[About this exercise]:
Report only the number of lines in the records that contain the word "protocol".

Items from a dataset:
□ □ □

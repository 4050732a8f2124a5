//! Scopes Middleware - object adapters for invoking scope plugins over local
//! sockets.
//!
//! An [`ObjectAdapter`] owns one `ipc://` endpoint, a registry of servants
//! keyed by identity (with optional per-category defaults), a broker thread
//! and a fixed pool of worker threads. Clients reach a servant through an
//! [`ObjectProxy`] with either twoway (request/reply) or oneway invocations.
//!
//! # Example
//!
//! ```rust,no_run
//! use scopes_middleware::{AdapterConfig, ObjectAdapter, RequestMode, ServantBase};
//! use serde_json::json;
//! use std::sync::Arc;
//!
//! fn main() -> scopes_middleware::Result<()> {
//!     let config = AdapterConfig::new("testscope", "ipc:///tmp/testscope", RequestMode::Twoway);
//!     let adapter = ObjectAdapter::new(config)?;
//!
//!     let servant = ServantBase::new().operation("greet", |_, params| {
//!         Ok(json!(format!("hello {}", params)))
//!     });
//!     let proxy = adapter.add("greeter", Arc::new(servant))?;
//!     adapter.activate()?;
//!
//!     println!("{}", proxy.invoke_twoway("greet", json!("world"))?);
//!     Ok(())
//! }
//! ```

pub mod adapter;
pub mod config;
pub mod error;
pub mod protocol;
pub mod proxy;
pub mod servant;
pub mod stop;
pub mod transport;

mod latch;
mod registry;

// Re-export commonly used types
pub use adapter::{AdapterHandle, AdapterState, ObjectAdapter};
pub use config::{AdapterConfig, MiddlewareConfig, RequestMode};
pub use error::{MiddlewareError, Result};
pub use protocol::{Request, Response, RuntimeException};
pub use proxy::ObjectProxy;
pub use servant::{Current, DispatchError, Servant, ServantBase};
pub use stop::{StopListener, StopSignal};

□ □ □

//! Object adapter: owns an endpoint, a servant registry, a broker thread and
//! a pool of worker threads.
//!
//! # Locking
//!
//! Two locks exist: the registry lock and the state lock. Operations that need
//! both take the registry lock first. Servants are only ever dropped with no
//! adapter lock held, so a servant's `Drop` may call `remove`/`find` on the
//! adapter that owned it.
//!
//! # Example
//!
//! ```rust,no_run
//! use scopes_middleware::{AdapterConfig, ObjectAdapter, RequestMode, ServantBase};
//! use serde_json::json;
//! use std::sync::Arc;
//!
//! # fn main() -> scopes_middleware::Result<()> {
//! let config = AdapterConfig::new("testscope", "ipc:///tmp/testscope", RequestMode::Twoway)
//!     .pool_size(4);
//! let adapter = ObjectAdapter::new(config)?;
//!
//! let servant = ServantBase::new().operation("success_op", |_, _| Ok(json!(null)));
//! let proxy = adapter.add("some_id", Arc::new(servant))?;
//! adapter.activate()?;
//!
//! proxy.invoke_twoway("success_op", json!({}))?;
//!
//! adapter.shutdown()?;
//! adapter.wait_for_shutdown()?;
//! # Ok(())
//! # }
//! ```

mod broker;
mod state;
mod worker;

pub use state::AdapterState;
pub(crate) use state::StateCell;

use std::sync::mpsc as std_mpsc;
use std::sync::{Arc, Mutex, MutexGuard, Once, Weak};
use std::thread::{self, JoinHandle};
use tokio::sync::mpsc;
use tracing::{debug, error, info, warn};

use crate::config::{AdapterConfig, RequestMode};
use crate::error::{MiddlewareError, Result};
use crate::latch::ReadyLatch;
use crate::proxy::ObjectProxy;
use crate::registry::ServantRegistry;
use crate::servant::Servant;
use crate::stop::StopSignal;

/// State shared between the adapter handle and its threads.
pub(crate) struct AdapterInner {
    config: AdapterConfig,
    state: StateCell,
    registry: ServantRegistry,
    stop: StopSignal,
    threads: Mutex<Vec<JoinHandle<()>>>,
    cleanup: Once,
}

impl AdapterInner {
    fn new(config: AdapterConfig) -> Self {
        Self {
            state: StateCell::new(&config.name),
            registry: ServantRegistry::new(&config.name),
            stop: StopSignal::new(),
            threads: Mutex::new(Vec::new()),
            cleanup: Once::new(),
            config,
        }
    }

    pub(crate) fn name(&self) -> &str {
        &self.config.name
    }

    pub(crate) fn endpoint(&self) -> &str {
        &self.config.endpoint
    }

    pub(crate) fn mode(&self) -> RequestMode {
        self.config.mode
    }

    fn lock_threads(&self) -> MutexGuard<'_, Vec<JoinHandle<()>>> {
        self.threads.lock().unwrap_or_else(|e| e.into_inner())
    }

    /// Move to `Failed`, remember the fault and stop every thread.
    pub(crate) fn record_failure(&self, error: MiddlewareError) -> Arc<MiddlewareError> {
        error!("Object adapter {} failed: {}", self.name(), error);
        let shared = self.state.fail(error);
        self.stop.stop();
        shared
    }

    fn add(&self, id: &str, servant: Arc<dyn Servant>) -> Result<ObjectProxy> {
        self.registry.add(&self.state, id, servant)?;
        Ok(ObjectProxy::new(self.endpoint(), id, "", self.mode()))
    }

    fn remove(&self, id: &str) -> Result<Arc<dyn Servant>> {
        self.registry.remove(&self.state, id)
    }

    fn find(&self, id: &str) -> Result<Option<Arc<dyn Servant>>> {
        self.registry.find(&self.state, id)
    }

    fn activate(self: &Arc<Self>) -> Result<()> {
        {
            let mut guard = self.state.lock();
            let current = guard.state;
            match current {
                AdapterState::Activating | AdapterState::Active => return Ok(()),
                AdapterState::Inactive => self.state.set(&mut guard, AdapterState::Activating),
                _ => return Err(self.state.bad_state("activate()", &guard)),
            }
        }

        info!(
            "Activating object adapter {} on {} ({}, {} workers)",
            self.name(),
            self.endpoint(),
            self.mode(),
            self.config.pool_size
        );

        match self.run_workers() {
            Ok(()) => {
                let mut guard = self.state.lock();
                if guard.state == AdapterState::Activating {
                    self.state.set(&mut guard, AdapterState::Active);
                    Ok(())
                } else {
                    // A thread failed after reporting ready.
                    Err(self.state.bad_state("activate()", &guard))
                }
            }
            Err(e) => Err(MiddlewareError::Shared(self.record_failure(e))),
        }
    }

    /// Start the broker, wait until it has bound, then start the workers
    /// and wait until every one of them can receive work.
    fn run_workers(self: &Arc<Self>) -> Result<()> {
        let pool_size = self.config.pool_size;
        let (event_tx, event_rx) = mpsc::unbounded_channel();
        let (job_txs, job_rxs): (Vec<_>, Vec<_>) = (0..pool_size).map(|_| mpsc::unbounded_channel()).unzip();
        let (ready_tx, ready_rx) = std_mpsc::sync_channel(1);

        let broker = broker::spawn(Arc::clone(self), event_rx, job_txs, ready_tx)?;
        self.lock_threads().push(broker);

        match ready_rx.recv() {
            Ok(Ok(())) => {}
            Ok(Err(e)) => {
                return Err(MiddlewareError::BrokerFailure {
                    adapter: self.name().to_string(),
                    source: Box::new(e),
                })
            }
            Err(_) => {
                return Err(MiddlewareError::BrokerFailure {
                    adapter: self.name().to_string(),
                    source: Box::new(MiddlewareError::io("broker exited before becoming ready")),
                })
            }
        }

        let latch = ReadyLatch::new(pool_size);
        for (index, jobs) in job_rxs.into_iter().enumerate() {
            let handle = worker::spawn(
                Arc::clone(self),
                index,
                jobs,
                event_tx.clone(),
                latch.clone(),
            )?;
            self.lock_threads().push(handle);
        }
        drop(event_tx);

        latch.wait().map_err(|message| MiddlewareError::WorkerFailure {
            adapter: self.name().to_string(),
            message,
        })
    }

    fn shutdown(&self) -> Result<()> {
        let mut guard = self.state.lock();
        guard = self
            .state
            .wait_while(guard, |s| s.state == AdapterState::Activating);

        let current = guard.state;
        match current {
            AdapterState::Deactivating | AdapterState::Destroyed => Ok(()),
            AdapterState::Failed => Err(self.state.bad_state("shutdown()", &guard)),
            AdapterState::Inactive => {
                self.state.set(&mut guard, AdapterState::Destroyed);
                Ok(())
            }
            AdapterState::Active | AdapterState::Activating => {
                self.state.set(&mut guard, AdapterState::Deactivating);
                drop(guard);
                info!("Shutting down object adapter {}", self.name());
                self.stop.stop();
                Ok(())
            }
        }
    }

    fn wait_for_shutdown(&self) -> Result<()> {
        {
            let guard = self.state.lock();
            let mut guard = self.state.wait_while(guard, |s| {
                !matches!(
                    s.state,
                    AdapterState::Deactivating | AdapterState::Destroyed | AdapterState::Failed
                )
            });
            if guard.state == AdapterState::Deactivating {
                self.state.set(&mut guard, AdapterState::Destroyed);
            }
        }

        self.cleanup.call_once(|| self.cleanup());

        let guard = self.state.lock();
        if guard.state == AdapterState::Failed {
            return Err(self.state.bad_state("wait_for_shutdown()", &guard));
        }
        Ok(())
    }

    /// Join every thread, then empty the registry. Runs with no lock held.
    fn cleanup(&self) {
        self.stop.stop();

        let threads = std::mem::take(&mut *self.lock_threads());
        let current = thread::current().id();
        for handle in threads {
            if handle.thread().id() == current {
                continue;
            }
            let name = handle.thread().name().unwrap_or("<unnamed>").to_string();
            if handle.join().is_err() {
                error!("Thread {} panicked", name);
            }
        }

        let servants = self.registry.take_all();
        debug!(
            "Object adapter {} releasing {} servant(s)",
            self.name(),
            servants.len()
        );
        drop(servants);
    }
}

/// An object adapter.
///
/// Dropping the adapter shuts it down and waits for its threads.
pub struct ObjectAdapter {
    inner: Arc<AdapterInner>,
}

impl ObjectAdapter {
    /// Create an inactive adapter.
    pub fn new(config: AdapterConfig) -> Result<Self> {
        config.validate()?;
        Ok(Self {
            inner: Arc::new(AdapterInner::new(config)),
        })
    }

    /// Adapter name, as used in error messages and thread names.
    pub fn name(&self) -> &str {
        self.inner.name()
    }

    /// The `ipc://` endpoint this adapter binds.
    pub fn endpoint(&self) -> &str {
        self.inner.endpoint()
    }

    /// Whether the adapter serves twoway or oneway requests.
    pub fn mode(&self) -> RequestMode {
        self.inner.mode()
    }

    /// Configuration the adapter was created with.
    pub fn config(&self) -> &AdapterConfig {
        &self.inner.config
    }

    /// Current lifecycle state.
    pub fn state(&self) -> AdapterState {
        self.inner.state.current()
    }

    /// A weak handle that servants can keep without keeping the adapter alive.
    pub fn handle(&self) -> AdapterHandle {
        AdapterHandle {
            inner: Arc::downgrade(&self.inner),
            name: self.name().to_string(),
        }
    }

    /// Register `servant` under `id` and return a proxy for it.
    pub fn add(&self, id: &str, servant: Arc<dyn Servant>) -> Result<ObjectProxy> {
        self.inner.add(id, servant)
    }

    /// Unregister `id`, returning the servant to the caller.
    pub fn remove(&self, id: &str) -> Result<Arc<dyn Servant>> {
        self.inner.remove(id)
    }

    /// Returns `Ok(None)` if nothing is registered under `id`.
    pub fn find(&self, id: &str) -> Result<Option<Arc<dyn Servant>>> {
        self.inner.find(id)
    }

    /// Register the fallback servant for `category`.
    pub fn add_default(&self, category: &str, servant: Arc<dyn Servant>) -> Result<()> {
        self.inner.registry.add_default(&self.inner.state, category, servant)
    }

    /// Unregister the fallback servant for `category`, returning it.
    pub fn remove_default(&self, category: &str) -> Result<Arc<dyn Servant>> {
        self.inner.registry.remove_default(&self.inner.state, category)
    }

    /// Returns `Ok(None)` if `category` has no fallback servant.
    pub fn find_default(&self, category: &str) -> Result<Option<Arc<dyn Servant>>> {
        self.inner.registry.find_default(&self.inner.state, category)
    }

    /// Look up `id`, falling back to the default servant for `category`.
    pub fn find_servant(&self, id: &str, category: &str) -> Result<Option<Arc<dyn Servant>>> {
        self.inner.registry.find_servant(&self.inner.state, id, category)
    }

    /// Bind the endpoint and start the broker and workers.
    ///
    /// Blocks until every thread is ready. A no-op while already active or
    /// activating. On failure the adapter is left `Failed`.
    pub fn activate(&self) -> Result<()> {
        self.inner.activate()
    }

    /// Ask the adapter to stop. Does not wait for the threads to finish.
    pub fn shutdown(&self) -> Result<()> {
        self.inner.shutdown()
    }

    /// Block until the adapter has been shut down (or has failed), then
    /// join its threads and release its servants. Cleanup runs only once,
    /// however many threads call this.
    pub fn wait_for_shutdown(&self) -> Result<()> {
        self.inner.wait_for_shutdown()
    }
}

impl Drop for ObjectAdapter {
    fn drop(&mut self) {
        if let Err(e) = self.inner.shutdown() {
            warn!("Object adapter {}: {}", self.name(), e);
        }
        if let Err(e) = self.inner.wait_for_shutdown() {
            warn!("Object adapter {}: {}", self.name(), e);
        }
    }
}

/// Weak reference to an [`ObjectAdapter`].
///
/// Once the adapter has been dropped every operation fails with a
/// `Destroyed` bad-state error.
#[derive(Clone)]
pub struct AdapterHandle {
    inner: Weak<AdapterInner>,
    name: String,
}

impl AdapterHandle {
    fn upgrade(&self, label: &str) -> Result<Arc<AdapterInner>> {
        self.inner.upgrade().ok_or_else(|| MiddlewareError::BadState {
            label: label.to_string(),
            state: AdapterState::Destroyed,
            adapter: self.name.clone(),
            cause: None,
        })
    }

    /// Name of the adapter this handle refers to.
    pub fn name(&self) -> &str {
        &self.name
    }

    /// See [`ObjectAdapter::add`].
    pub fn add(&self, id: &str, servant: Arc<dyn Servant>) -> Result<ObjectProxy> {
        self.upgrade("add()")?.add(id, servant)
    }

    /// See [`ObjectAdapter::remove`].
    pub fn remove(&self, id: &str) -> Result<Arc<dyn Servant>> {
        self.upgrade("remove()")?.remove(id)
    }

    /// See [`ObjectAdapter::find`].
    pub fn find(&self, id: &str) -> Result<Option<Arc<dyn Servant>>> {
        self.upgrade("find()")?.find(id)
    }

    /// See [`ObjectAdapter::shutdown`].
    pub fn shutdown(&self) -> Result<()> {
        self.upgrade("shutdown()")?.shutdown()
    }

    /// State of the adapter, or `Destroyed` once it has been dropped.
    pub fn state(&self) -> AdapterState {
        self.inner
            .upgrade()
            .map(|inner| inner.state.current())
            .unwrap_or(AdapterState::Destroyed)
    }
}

□ □ □

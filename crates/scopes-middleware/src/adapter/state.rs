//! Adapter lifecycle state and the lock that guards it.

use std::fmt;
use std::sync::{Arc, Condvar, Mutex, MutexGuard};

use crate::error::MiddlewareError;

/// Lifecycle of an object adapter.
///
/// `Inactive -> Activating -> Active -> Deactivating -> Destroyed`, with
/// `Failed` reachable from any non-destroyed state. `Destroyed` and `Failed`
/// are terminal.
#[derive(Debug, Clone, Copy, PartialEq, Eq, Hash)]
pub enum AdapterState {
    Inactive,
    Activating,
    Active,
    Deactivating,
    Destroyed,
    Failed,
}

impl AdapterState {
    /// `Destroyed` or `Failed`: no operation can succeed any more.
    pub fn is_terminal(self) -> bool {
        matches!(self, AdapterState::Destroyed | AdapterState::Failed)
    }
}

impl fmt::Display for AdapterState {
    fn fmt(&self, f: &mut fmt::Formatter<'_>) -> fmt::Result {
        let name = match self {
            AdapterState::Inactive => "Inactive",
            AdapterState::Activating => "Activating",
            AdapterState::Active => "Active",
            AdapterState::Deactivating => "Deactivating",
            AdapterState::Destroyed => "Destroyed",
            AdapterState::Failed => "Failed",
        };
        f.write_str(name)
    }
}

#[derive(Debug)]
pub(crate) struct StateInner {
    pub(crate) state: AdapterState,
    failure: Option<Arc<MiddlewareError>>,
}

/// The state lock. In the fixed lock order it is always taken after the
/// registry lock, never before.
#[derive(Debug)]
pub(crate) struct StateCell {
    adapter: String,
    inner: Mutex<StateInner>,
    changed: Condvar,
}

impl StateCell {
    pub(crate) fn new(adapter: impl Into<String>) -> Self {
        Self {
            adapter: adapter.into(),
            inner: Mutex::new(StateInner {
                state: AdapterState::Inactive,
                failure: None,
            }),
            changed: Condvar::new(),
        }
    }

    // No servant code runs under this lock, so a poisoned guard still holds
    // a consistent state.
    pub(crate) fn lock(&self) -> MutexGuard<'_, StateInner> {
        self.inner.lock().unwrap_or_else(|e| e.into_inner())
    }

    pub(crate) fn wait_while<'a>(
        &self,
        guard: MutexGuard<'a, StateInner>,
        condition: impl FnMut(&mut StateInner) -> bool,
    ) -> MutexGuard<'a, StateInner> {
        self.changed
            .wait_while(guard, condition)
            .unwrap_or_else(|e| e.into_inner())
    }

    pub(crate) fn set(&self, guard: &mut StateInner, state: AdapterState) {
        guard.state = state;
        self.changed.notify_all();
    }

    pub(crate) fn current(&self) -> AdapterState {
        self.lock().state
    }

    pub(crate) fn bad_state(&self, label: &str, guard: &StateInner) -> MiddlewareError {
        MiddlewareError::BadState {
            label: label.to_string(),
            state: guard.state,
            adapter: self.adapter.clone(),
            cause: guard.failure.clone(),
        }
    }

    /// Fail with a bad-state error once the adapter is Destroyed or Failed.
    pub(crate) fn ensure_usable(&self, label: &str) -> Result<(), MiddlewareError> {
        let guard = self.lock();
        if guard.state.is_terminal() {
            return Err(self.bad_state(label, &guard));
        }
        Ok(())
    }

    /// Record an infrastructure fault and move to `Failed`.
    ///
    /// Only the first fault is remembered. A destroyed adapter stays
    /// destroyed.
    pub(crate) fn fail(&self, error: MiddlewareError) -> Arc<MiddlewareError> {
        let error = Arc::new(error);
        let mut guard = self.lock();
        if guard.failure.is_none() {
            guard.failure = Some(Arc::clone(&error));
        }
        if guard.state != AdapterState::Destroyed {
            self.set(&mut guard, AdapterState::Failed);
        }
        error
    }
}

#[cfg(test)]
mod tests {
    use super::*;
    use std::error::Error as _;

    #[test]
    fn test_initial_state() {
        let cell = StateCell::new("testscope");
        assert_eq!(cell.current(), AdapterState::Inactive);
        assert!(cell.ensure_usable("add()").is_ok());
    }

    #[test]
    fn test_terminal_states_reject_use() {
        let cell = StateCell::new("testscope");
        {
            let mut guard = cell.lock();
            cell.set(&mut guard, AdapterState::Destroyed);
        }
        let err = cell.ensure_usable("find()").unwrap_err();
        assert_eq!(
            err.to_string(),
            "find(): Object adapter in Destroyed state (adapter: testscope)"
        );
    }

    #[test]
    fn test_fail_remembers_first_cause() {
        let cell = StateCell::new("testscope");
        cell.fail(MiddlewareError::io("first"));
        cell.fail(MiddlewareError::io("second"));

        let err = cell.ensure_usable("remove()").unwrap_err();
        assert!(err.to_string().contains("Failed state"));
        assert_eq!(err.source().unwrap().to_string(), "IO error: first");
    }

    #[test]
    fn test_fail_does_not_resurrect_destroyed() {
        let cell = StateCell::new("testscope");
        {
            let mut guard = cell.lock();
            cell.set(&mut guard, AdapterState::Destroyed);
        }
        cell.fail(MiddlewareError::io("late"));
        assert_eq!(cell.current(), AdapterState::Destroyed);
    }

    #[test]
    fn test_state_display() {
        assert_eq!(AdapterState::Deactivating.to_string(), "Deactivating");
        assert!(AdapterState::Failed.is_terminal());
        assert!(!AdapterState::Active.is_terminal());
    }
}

□ □ □

[Answer]:
2